In a Notice of Proposed Rulemaking (NPRM) adopted today, the Commission seeks comment on a variety of issues related to customer privacy, including what security measures carriers currently have in place, what inadequacies exist in those measures, and what kind of security measures may be warranted to better protect consumers’ privacy. The Notice grants a petition for rulemaking filed by the Electronic Privacy Information Center (EPIC) expressing concerns about whether carriers are adequately protecting customer call records and other customer proprietary network information, or CPNI. EPIC claims that some data brokers have taken advantage of inadequate security standards to gain access to the information under false pretenses, such as by posing as the customer, and then offering the records for sale on the Internet. The practice is known as “pretexting.”
In its petition, EPIC proposed five additional security measures that it says will more adequately protect CPNI. The NPRM specifically seeks comment on these five measures, which are:
- Passwords set by consumers.
- Audit trails that record all instances when a customer’s records have been accessed, whether information was disclosed, and to whom.
- Encryption by carriers of stored CPNI data.
- Limits on data retention that require deletion of call records when they are no longer needed.
- Notice provided by companies to customers when the security of their CPNI may have been breached.

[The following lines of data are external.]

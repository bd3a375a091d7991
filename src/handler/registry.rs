//! Extension registry for dispatching editor notifications by name.
//!
//! Notifications the session does not handle itself (anything outside the
//! `redraw` batch, plus redraw events without a typed variant) are routed to
//! the extension registered under the exact same name.
//!
//! # Example
//!
//! ```
//! use vimwire::handler::{ExtensionContext, ExtensionRegistry};
//!
//! let mut registry = ExtensionRegistry::new();
//!
//! registry.register("vimwire.open", |(path,): (String,), ctx: &mut ExtensionContext| {
//!     ctx.call("nvim_command", vec![format!("edit {}", path).into()]);
//!     Ok(())
//! });
//!
//! assert!(registry.contains("vimwire.open"));
//! ```

use std::collections::HashMap;
use std::marker::PhantomData;

use rmpv::Value;
use serde::de::DeserializeOwned;

use super::ExtensionContext;
use crate::codec::MsgPackCodec;
use crate::error::Result;

/// Result type for extension callbacks.
pub type HandlerResult = Result<()>;

/// A callback bound to one notification name.
pub trait Extension: Send + Sync + 'static {
    /// Handle a notification with its raw argument list.
    fn call(&self, args: &[Value], ctx: &mut ExtensionContext) -> HandlerResult;
}

/// Plain closures over the raw arguments.
impl<F> Extension for F
where
    F: Fn(&[Value], &mut ExtensionContext) -> HandlerResult + Send + Sync + 'static,
{
    fn call(&self, args: &[Value], ctx: &mut ExtensionContext) -> HandlerResult {
        self(args, ctx)
    }
}

/// Wrapper that deserializes the argument list before calling the callback.
pub struct TypedExtension<F, T>
where
    F: Fn(T, &mut ExtensionContext) -> HandlerResult + Send + Sync + 'static,
    T: DeserializeOwned + 'static,
{
    callback: F,
    _phantom: PhantomData<fn(T)>,
}

impl<F, T> TypedExtension<F, T>
where
    F: Fn(T, &mut ExtensionContext) -> HandlerResult + Send + Sync + 'static,
    T: DeserializeOwned + 'static,
{
    pub fn new(callback: F) -> Self {
        Self {
            callback,
            _phantom: PhantomData,
        }
    }
}

impl<F, T> Extension for TypedExtension<F, T>
where
    F: Fn(T, &mut ExtensionContext) -> HandlerResult + Send + Sync + 'static,
    T: DeserializeOwned + 'static,
{
    fn call(&self, args: &[Value], ctx: &mut ExtensionContext) -> HandlerResult {
        let parsed: T = match MsgPackCodec::from_value(&Value::Array(args.to_vec())) {
            // No arguments also stands for `()`.
            Err(_) if args.is_empty() => MsgPackCodec::from_value(&Value::Nil)?,
            result => result?,
        };
        (self.callback)(parsed, ctx)
    }
}

/// Registry mapping notification names to extensions.
#[derive(Default)]
pub struct ExtensionRegistry {
    extensions: HashMap<String, Box<dyn Extension>>,
}

impl ExtensionRegistry {
    pub fn new() -> Self {
        Self::default()
    }

    /// Register a callback whose arguments are decoded into `T`.
    ///
    /// `T` is usually a tuple matching the notification's argument list.
    /// A later registration under the same name replaces the earlier one.
    pub fn register<F, T>(&mut self, name: &str, callback: F)
    where
        F: Fn(T, &mut ExtensionContext) -> HandlerResult + Send + Sync + 'static,
        T: DeserializeOwned + 'static,
    {
        self.register_raw(name, TypedExtension::new(callback));
    }

    /// Register any [`Extension`], including closures over raw values.
    pub fn register_raw(&mut self, name: &str, extension: impl Extension) {
        if self
            .extensions
            .insert(name.to_string(), Box::new(extension))
            .is_some()
        {
            tracing::debug!("Extension '{}' replaced", name);
        }
    }

    /// Get an extension by exact name.
    pub fn get(&self, name: &str) -> Option<&dyn Extension> {
        self.extensions.get(name).map(|e| e.as_ref())
    }

    pub fn contains(&self, name: &str) -> bool {
        self.extensions.contains_key(name)
    }

    pub fn len(&self) -> usize {
        self.extensions.len()
    }

    pub fn is_empty(&self) -> bool {
        self.extensions.is_empty()
    }

    /// Registered names, in no particular order.
    pub fn names(&self) -> impl Iterator<Item = &str> {
        self.extensions.keys().map(String::as_str)
    }
}

impl std::fmt::Debug for ExtensionRegistry {
    fn fmt(&self, f: &mut std::fmt::Formatter<'_>) -> std::fmt::Result {
        f.debug_struct("ExtensionRegistry")
            .field("extensions", &self.extensions.keys().collect::<Vec<_>>())
            .finish()
    }
}
//! MsgPack codec using `rmp-serde` and `rmpv`.
//!
//! Typed payloads (handshake options, mode descriptions, extension arguments)
//! go through serde. Protocol plumbing works on dynamically typed
//! [`rmpv::Value`]s, since editor notifications carry heterogeneous arrays.
//!
//! **Always use `to_vec_named`** for typed payloads: the editor expects option
//! dictionaries as maps keyed by field name, `to_vec` would emit positional
//! arrays.
//!
//! # Example
//!
//! ```
//! use vimwire::codec::MsgPackCodec;
//! use serde::{Serialize, Deserialize};
//!
//! #[derive(Serialize, Deserialize, PartialEq, Debug)]
//! struct Attach {
//!     rgb: bool,
//!     ext_tabline: bool,
//! }
//!
//! let opts = Attach { rgb: true, ext_tabline: false };
//! let value = MsgPackCodec::to_value(&opts).unwrap();
//! assert!(value.is_map());
//! let back: Attach = MsgPackCodec::from_value(&value).unwrap();
//! assert_eq!(back, opts);
//! ```

use rmpv::Value;

use crate::error::{ProtocolError, Result, VimwireError};

/// MessagePack codec for structured data.
pub struct MsgPackCodec;

impl MsgPackCodec {
    /// Encode a value to MsgPack bytes (struct-as-map format).
    ///
    /// # Errors
    ///
    /// Returns error if the value cannot be serialized.
    #[inline]
    pub fn encode<T: serde::Serialize>(value: &T) -> Result<Vec<u8>> {
        Ok(rmp_serde::to_vec_named(value)?)
    }

    /// Decode MsgPack bytes to a value.
    ///
    /// # Errors
    ///
    /// Returns error if the bytes cannot be deserialized to type T.
    #[inline]
    pub fn decode<T: serde::de::DeserializeOwned>(bytes: &[u8]) -> Result<T> {
        Ok(rmp_serde::from_slice(bytes)?)
    }

    /// Serialize a dynamic value to bytes.
    pub fn encode_value(value: &Value) -> Result<Vec<u8>> {
        let mut buf = Vec::new();
        rmpv::encode::write_value(&mut buf, value)
            .map_err(|e| VimwireError::Io(std::io::Error::other(e.to_string())))?;
        Ok(buf)
    }

    /// Parse exactly one dynamic value from the front of `bytes`.
    pub fn decode_value(bytes: &[u8]) -> Result<Value> {
        let mut rd = bytes;
        rmpv::decode::read_value(&mut rd).map_err(|e| {
            VimwireError::Protocol(ProtocolError::Decode {
                dropped: 0,
                reason: e.to_string(),
            })
        })
    }

    /// Convert a serializable type into a dynamic value.
    ///
    /// Goes through `to_vec_named` so structs always become maps.
    pub fn to_value<T: serde::Serialize>(value: &T) -> Result<Value> {
        let bytes = Self::encode(value)?;
        Self::decode_value(&bytes)
    }

    /// Convert a dynamic value into a typed one.
    pub fn from_value<T: serde::de::DeserializeOwned>(value: &Value) -> Result<T> {
        Ok(rmpv::ext::from_value(value.clone())?)
    }
}

/// Read a protocol string. The editor may send strings as `bin` when they
/// are not valid UTF-8, those are converted lossily.
pub fn value_to_string(value: &Value) -> Option<String> {
    match value {
        Value::String(s) => Some(match s.as_str() {
            Some(s) => s.to_string(),
            None => String::from_utf8_lossy(s.as_bytes()).into_owned(),
        }),
        Value::Binary(b) => Some(String::from_utf8_lossy(b).into_owned()),
        _ => None,
    }
}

Section 222 of the Communications Act requires carriers to take specific steps to ensure that CPNI is adequately protected from unauthorized disclosure. Current rules require carriers to certify compliance with the Commission’s CPNI rules and make that certification available to the public, but the Commission observes that a lack of uniformity in these certifications could be an obstacle to effective enforcement. The Commission seeks comment on a tentative conclusion that it should amend its rules to require carriers to file annual compliance certificates with the Commission, along with a summary of all consumer complaints received in the past year concerning the unauthorized release of CPNI and a summary of any actions taken against data brokers during the preceding year.
The Commission also seeks comment on other ways to protect customer privacy, including whether carriers should be required to take the additional step of calling a subscriber’s registered telephone number before releasing CPNI in order to verify that the caller requesting the information is actually the subscriber.
Action by the Commission, February 10, 2006 by Notice of Proposed Rulemaking (FCC 06-10). Chairman Martin, Commissioners Copps, Adelstein and Tate.